Yale: Choice or Destiny?
By Lee V. Bakunin
Heritage is a combination of seemingly unrelated events and circumstances. Pursuing dreams amidst challenges, adversity and successes left by others. A gift and a puzzlement.
Why Yale? Here’s my story: You decide.
I was the hope from my parents and grandparents that my life would thrive and leave a legacy for future generations.
The catalyst was my Grandmother Stella, an outspoken independent 17-year-old Russian immigrant from Kritchov Shtetl. Arriving at Ellis Island in 1905 along with a neighborhood protector, Aron Bakunin. Two peasants escaping the pogroms, discrimination and antisemitism.
Settling in the Lower East Side of New York City, they soon married. Neither spoke English, but they learned very quickly.
To them, this was a land, as stated in the steamship circulars and advertisements of the day, of milk and honey with streets paved of gold.
Gold meant freedom. Milk and honey meant the potential rewards possible if you were willing to adapt and overcome challenges. Precious commodities that did not exist under the Czar.
First child born in 1907 – Morris Irving Bakunin.
Life was hard.
Aron worked as a tailor and Stella became active in the Jewish community in a variety of organizations. Morris was the future they would guard and nurture jealously despite any struggle or obstacle that would come their way.
Active in the ladies’ organizations,, she was an excellent negotiator whether dealing with a butcher, politician or realtor when moving to Bridgeport, CT or her Morris.

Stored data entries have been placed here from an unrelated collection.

impl Document {
    /// Empty, fully loaded document
    pub fn new(base_url: Option<Url>) -> Self {
        Self::with_state(base_url, ReadyState::Complete)
    }

    /// Empty document still loading; call [`Document::finish_loading`] when done
    pub fn loading(base_url: Option<Url>) -> Self {
        Self::with_state(base_url, ReadyState::Loading)
    }

    fn with_state(base_url: Option<Url>, ready: ReadyState) -> Self {
        let mut tree = Tree {
            nodes: Vec::new(),
            ready,
        };
        tree.push(NodeKind::Document);

        Self {
            inner: Arc::new(Inner {
                base_url,
                tree: RwLock::new(tree),
                subscribers: Mutex::new(Vec::new()),
            }),
        }
    }

    pub fn root(&self) -> NodeId {
        NodeId(0)
    }

    /// URL the document was loaded from; relative hrefs resolve against it
    pub fn base_url(&self) -> Option<&Url> {
        self.inner.base_url.as_ref()
    }

    /// Host of the page itself, if any
    pub fn host(&self) -> Option<String> {
        self.base_url()
            .and_then(|u| u.host_str())
            .map(|h| h.to_ascii_lowercase())
    }

    pub fn ready_state(&self) -> ReadyState {
        self.inner.tree.read().ready
    }

    /// Mark loading finished and notify subscribers (no-op when already complete)
    pub fn finish_loading(&self) {
        {
            let mut tree = self.inner.tree.write();
            if tree.ready == ReadyState::Complete {
                return;
            }
            tree.ready = ReadyState::Complete;
        }
        self.publish(DocumentEvent::Loaded);
    }

    /// Subscribe to structural changes from now on
    ///
    /// The queue is unbounded; dropping the receiver unsubscribes.
    pub fn subscribe(&self) -> mpsc::UnboundedReceiver<DocumentEvent> {
        let (tx, rx) = mpsc::unbounded_channel();
        self.inner.subscribers.lock().push(tx);
        rx
    }

    fn publish(&self, event: DocumentEvent) {
        // Closed receivers are pruned on the way
        self.inner
            .subscribers
            .lock()
            .retain(|tx| tx.send(event.clone()).is_ok());
    }

    /// Same underlying document
    pub fn ptr_eq(&self, other: &Document) -> bool {
        Arc::ptr_eq(&self.inner, &other.inner)
    }

    // ===================
    // Construction
    // ===================

    /// Detached element
    pub fn create_element(&self, tag: &str) -> NodeId {
        self.inner.tree.write().push(NodeKind::Element {
            tag: tag.to_ascii_lowercase(),
            attrs: Vec::new(),
        })
    }

    /// Detached text node
    pub fn create_text(&self, text: &str) -> NodeId {
        self.inner
            .tree
            .write()
            .push(NodeKind::Text(text.to_string()))
    }

    pub(crate) fn create_node(&self, kind: NodeKind) -> NodeId {
        self.inner.tree.write().push(kind)
    }

    pub fn set_attribute(&self, node: NodeId, name: &str, value: &str) {
        let mut tree = self.inner.tree.write();
        if let Some(NodeKind::Element { attrs, .. }) = tree.node_mut(node).map(|n| &mut n.kind) {
            let name = name.to_ascii_lowercase();
            match attrs.iter_mut().find(|(k, _)| *k == name) {
                Some((_, v)) => *v = value.to_string(),
                None => attrs.push((name, value.to_string())),
            }
        }
    }

    /// Replace the content of a text node
    pub fn set_text(&self, node: NodeId, text: &str) {
        let mut tree = self.inner.tree.write();
        if let Some(NodeKind::Text(existing)) = tree.node_mut(node).map(|n| &mut n.kind) {
            *existing = text.to_string();
        }
    }

    // ===================
    // Mutation
    // ===================

    /// Move `child` under `parent`; returns false for unknown nodes or cycles
    pub fn append_child(&self, parent: NodeId, child: NodeId) -> bool {
        self.append_children(parent, &[child]) > 0
    }

    /// Append several children and publish them as one batch
    pub fn append_children(&self, parent: NodeId, children: &[NodeId]) -> usize {
        let (added, connected) = {
            let mut tree = self.inner.tree.write();
            let added: Vec<NodeId> = children
                .iter()
                .copied()
                .filter(|child| tree.append(parent, *child))
                .collect();
            let connected = tree.is_ancestor_or_self(NodeId(0), parent);
            (added, connected)
        };

        let count = added.len();
        if connected && !added.is_empty() {
            self.publish(DocumentEvent::Added(added));
        }
        count
    }

    /// Detach a node (and its subtree) from its parent
    pub fn remove(&self, node: NodeId) {
        self.inner.tree.write().detach(node);
    }

    // ===================
    // Queries
    // ===================

    pub fn kind(&self, node: NodeId) -> Option<NodeKind> {
        self.inner.tree.read().node(node).map(|n| n.kind.clone())
    }

    /// Lower-case tag name for elements
    pub fn tag(&self, node: NodeId) -> Option<String> {
        match self.inner.tree.read().node(node).map(|n| &n.kind) {
            Some(NodeKind::Element { tag, .. }) => Some(tag.clone()),
            _ => None,
        }
    }

    pub fn is_element(&self, node: NodeId) -> bool {
        self.tag(node).is_some()
    }

    pub fn attribute(&self, node: NodeId, name: &str) -> Option<String> {
        match self.inner.tree.read().node(node).map(|n| &n.kind) {
            Some(NodeKind::Element { attrs, .. }) => attrs
                .iter()
                .find(|(k, _)| k.eq_ignore_ascii_case(name))
                .map(|(_, v)| v.clone()),
            _ => None,
        }
    }

    /// Content of a text node
    pub fn text(&self, node: NodeId) -> Option<String> {
        match self.inner.tree.read().node(node).map(|n| &n.kind) {
            Some(NodeKind::Text(text)) => Some(text.clone()),
            _ => None,
        }
    }

    /// Concatenated text of every descendant text node
    pub fn text_content(&self, node: NodeId) -> String {
        let mut out = String::new();
        self.inner.tree.read().collect_text(node, &mut out);
        out
    }

    pub fn parent(&self, node: NodeId) -> Option<NodeId> {
        self.inner.tree.read().node(node).and_then(|n| n.parent)
    }

    pub fn children(&self, node: NodeId) -> Vec<NodeId> {
        self.inner
            .tree
            .read()
            .node(node)
            .map(|n| n.children.clone())
            .unwrap_or_default()
    }

    /// Descendants in depth-first pre-order, excluding `node`
    pub fn descendants(&self, node: NodeId) -> Vec<NodeId> {
        let mut out = Vec::new();
        self.inner.tree.read().collect_descendants(node, &mut out);
        out
    }

    /// Descendant elements with one of `tags`, excluding `node`
    pub fn elements_by_tag(&self, node: NodeId, tags: &[&str]) -> Vec<NodeId> {
        let tree = self.inner.tree.read();
        let mut all = Vec::new();
        tree.collect_descendants(node, &mut all);
        all.into_iter()
            .filter(|id| {
                matches!(
                    tree.node(*id).map(|n| &n.kind),
                    Some(NodeKind::Element { tag, .. }) if tags.contains(&tag.as_str())
                )
            })
            .collect()
    }

    /// Whether the node is attached under the document root
    pub fn is_connected(&self, node: NodeId) -> bool {
        self.inner.tree.read().is_ancestor_or_self(NodeId(0), node)
    }

    /// Nearest ancestor-or-self element whose `attr` satisfies `pred`
    pub fn closest_with_attribute(
        &self,
        node: NodeId,
        attr: &str,
        pred: impl Fn(&str) -> bool,
    ) -> Option<NodeId> {
        let tree = self.inner.tree.read();
        let mut current = Some(node);
        while let Some(id) = current {
            let data = tree.node(id)?;
            if let NodeKind::Element { attrs, .. } = &data.kind {
                if attrs
                    .iter()
                    .any(|(k, v)| k.eq_ignore_ascii_case(attr) && pred(v))
                {
                    return Some(id);
                }
            }
            current = data.parent;
        }
        None
    }

    /// Absolute URL of the node's `href`, resolved against the base URL
    pub fn resolve_href(&self, node: NodeId) -> Option<Url> {
        let href = self.attribute(node, "href")?;
        let href = href.trim();
        match self.base_url() {
            Some(base) => base.join(href).ok(),
            None => Url::parse(href).ok(),
        }
    }
}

Her Morris was going to achieve the American dream – That Was It!
Education: he would go to college and graduate schools, the best schools, and then became a doctor, lawyer or accountant. Woe to anyone who would counsel her otherwise.
She and Morris had traveled to Russia in 1913 to visit family. Caught in the beginning of the Russian Revolution, it would be 14 months later when they found a ship to return.
That experience left an indelible mark on my father, who realized that he would have to succeed financially and develop an inner toughness that could weather any storm that would come his way. He’d be a tough cookie wanting me to succeed and avoid complacency.
Aron and Stella never made much, but they saved, little by little.
In 1910, Stella gave birth to her second child, my uncle Davy – David Zachary Bakunin. Davy was challenged from birth with a neurological disorder that caused epilepsy.
Morris would become his guardian and protector through childhood and later in life which he did without question nor remorse. I believe this experience led him toward medicine and becoming an OB-GYN specialist.
He went to public schools in Bridgeport and was a good student.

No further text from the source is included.